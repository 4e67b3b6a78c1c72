//! CDP page session, split by concern.

mod core;
mod input;
mod navigation;
mod runtime;

pub use self::core::PageSession;
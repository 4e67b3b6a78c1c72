//! HTTP route definitions.

use std::sync::Arc;

use axum::{
    routing::{get, post},
    Router,
};
use tower_http::trace::TraceLayer;

use crate::http::handlers;
use crate::hub::AgentHub;

/// Build the control plane router.
///
/// ```text
/// /agents
///   POST   /agents           - Create an agent (?platform=chesscom)
///   DELETE /agents           - Dispose the agent
///   GET    /agents/status    - Agent state, color and vote tally
///
/// POST   /play               - Start a game (?versus=computer|online&bot=&as=&time=)
/// POST   /move               - Wait for the turn, then move (?move=)
/// POST   /move/collective    - Cast a vote (?move=)
/// POST   /wait               - Wait for the turn
///
/// GET    /bots               - Free computer opponents
/// GET    /health             - Health check
/// ```
pub fn create_router(hub: Arc<AgentHub>) -> Router {
    Router::new()
        .route(
            "/agents",
            post(handlers::create_agent).delete(handlers::dispose_agent),
        )
        .route("/agents/status", get(handlers::agent_status))
        .route("/play", post(handlers::play))
        .route("/move", post(handlers::move_piece))
        .route("/move/collective", post(handlers::vote))
        .route("/wait", post(handlers::wait_turn))
        .route("/bots", get(handlers::list_bots))
        .route("/health", get(handlers::health))
        .layer(TraceLayer::new_for_http())
        .with_state(hub)
}

#[cfg(test)]
#[path = "routes_tests.rs"]
mod tests;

----

__What needs to be done__
When the string "bots" occurs in a line of the material, that line belongs in the answer.

__Answer space__
/// GET    /bots               - Free computer opponents
        .route("/bots", get(handlers::list_bots))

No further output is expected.